How to evaluate the effectiveness of antitussives
Since acute bronchitis and acute cough, by definition, are self-healing diseases lasting several days, it is very difficult to distinguish spontaneous remissions due to the natural improvement of the patient’s condition while taking any medications. Over the years, three methods have been used to evaluate the antitussive activity of modern drugs. Subjective measures, such as a visual analogue scale or a simple patient survey on cough relief, were initially the preferred method of evaluating efficacy, and many long-used drugs were approved on this basis.
Unfortunately, many studies have had an unsuccessful design and an insufficient number of patients, often with a combination of diseases such as chronic bronchitis, tuberculosis and even lung cancer! Obviously, such studies would be unacceptable today. Consequently, the scientific substantiation of many traditional antitussive drugs is too weak and, in our opinion, insufficient to claim antitussive activity from the point of view of modern “evidence-based medicine”.
Two objective cough assessment methods have been developed. First, in the 1950s. a cough test was applied, which was subsequently improved to become a very accurate means of assessing the cough reflex. The participant inhales an increasing concentration of a cough-provoking substance, for example, citric acid or capsaicin – a burning red pepper extract. The effect of the drug on the sensitivity of the cough reflex was compared with that of placebo. This method is best suited for evaluating the characteristics of a test drug, for example, a time period, and is often used in the development of new drugs; it was also recommended by the Food and Drug Administration (FDA) as part of the filing of registration documents. However, the findings do not always correlate with subjective measures. For example, morphine is highly effective in suppressing cough in some patients, but it does not alter the sensitivity of the cough reflex.
The third method was developed recently and is aimed at assessing cough by counting its episodes. Its development required several technical stages, in particular computational ability, in order to form a reliable method of counting cough episodes. Coughing episodes counting is considered the “gold standard” for evaluating FDA antitussive efficacy. Unfortunately, since this method was developed only recently, only a few generic antitussive drugs have been studied with its use. In fact, only one drug, dextromethorphan, has proven effective in this area.
Of the three methods available, subjective assessment has the least reliability, and only a few notable exceptions have been evaluated.
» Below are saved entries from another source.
#[cfg(test)]
mod tests {
    use super::*;

    fn recorder() -> Arc<Mutex<Vec<String>>> {
        Arc::new(Mutex::new(Vec::new()))
    }

    fn failing(_: &ComponentContext<'_>) -> Result<(), BoxError> {
        Err("boom".into())
    }

    #[test]
    fn instance_name_includes_descriptor_name() {
        let component = Component::new(ComponentDescriptor::new("ServiceC1"));
        assert!(component.name().starts_with("ServiceC1#"));
        assert_eq!(component.to_string(), component.name());
    }

    #[test]
    fn no_mandatory_references_requires_explicit_activate() {
        let component = Component::new(
            ComponentDescriptor::new("c")
                .reference(ReferenceDescriptor::optional("opt", "svc").dynamic()),
        );
        component.bind("opt", ServiceRef::new("svc", ())).unwrap();
        assert_eq!(component.state(), ComponentState::Unsatisfied);

        component.activate().unwrap();
        assert_eq!(component.state(), ComponentState::Active);
        assert!(component.is_valid());
    }

    #[test]
    fn activate_reports_missing_references() {
        let component = Component::new(
            ComponentDescriptor::new("c")
                .reference(ReferenceDescriptor::mandatory("b", "b"))
                .reference(ReferenceDescriptor::mandatory("a", "a")),
        );
        let err = component.activate().unwrap_err();
        match err {
            ComponentError::Unsatisfied { missing, .. } => assert_eq!(missing, vec!["a", "b"]),
            other => panic!("unexpected error: {other}"),
        }
    }

    #[test]
    fn failed_activation_leaves_component_unsatisfied() {
        let component = Component::new(
            ComponentDescriptor::new("c")
                .reference(ReferenceDescriptor::mandatory("dep", "dep"))
                .on_activate(failing),
        );
        let service = ServiceRef::new("dep", ());
        let err = component.bind("dep", service.clone()).unwrap_err();

        assert!(matches!(err, ComponentError::ActivationFailed { .. }));
        assert_eq!(component.state(), ComponentState::Unsatisfied);
        assert!(!component.is_valid());
        assert_eq!(component.reference("dep"), Some(service));
    }

    #[test]
    fn deactivated_is_terminal() {
        let component = Component::new(
            ComponentDescriptor::new("c").reference(ReferenceDescriptor::mandatory("dep", "dep")),
        );
        let service = ServiceRef::new("dep", ());
        component.bind("dep", service.clone()).unwrap();
        component.deactivate();

        assert_eq!(component.state(), ComponentState::Deactivated);
        assert_eq!(component.reference("dep"), None, "references are released");
        assert!(component.bind("dep", service.clone()).unwrap_err().is_invalid_state());
        assert!(!component.unbind("dep", &service).unwrap());
        assert!(component.activate().unwrap_err().is_invalid_state());
    }

    #[test]
    fn deactivate_runs_routine_and_invalidates() {
        let seen = Arc::new(Mutex::new(None));
        let seen_clone = Arc::clone(&seen);
        let component = Component::new(ComponentDescriptor::new("c").on_deactivate(move |ctx| {
            *seen_clone.lock() = Some(ctx.name().to_string());
            Ok(())
        }));
        component.activate().unwrap();
        component.deactivate();

        assert_eq!(seen.lock().as_deref(), Some(component.name()));
        assert!(component.assert_valid().unwrap_err().is_invalid_state());
    }

    #[test]
    fn mandatory_unbind_deactivates_with_reference_still_bound() {
        let observed = Arc::new(Mutex::new(false));
        let observed_clone = Arc::clone(&observed);
        let component = Component::new(
            ComponentDescriptor::new("c")
                .reference(ReferenceDescriptor::mandatory("dep", "dep").dynamic())
                .on_deactivate(move |ctx| {
                    *observed_clone.lock() = ctx.reference("dep").is_some();
                    Ok(())
                }),
        );
        let service = ServiceRef::new("dep", ());
        component.bind("dep", service.clone()).unwrap();

        assert!(component.unbind("dep", &service).unwrap());
        assert_eq!(component.state(), ComponentState::Unsatisfied);
        assert!(*observed.lock());

        // Rebinding reactivates.
        component.bind("dep", ServiceRef::new("dep", ())).unwrap();
        assert_eq!(component.state(), ComponentState::Active);
    }

    #[test]
    fn dynamic_optional_churn_does_not_transition() {
        let activations = recorder();
        let activations_clone = Arc::clone(&activations);
        let component = Component::new(
            ComponentDescriptor::new("c")
                .reference(ReferenceDescriptor::optional("opt", "svc").dynamic())
                .on_activate(move |_| {
                    activations_clone.lock().push("activate".into());
                    Ok(())
                }),
        );
        component.activate().unwrap();

        let first = ServiceRef::new("svc", 1_u8);
        let second = ServiceRef::new("svc", 2_u8);
        component.bind("opt", first.clone()).unwrap();
        assert_eq!(component.bind("opt", second.clone()).unwrap(), Some(first));
        assert!(component.unbind("opt", &second).unwrap());

        assert_eq!(component.state(), ComponentState::Active);
        assert_eq!(activations.lock().len(), 1);
    }

    #[test]
    fn static_optional_unbind_cycles_component() {
        let events = recorder();
        let on_activate = Arc::clone(&events);
        let on_deactivate = Arc::clone(&events);
        let component = Component::new(
            ComponentDescriptor::new("c")
                .reference(ReferenceDescriptor::optional("opt", "svc"))
                .on_activate(move |_| {
                    on_activate.lock().push("activate".into());
                    Ok(())
                })
                .on_deactivate(move |_| {
                    on_deactivate.lock().push("deactivate".into());
                    Ok(())
                }),
        );
        component.activate().unwrap();
        let service = ServiceRef::new("svc", ());
        component.bind("opt", service.clone()).unwrap();
        component.unbind("opt", &service).unwrap();

        assert_eq!(component.state(), ComponentState::Active);
        assert_eq!(
            *events.lock(),
            vec!["activate", "deactivate", "activate", "deactivate", "activate"]
        );
    }

    #[test]
    fn bind_callbacks_see_replaced_value() {
        let events = recorder();
        let on_bind = Arc::clone(&events);
        let on_unbind = Arc::clone(&events);
        let component = Component::new(
            ComponentDescriptor::new("c").reference(
                ReferenceDescriptor::optional("opt", "svc")
                    .dynamic()
                    .on_bind(move |_, s| on_bind.lock().push(format!("bind {}", s.id())))
                    .on_unbind(move |_, s| {
                        on_unbind.lock().push(format!("unbind {}", s.id()));
                    }),
            ),
        );
        let a = ServiceRef::new("svc", ());
        let b = ServiceRef::new("svc", ());
        component.bind("opt", a.clone()).unwrap();
        component.bind("opt", b.clone()).unwrap();

        assert_eq!(
            *events.lock(),
            vec![
                format!("bind {}", a.id()),
                format!("unbind {}", a.id()),
                format!("bind {}", b.id()),
            ]
        );
    }

    #[test]
    fn unknown_reference_is_reported() {
        let component = Component::new(ComponentDescriptor::new("c"));
        let err = component.bind("nope", ServiceRef::new("x", ())).unwrap_err();
        assert!(matches!(err, ComponentError::UnknownReference { .. }));
    }

    #[test]
    fn duplicate_reference_declaration_replaces_earlier() {
        let descriptor = ComponentDescriptor::new("c")
            .reference(ReferenceDescriptor::mandatory("dep", "one"))
            .reference(ReferenceDescriptor::optional("dep", "two"));
        assert_eq!(descriptor.references().len(), 1);
        assert_eq!(descriptor.references()[0].interface(), "two");
    }
}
Thus, we believe that statements about antitussive activity, using exclusively subjective criteria, provide insufficient evidence of effectiveness; This view is supported by the FDA.
So, in an attempt to improve the rational prescription of therapy, we reviewed data on commonly used drugs for acute cough, especially in European countries. We evaluated three aspects of the drug’s efficacy in acute cough: effects on the cough reflex using a cough test, and objective (registration of cough) and subjective criteria (ie, symptom indicators, specific quality assessment tools) impact on the clinical outcome.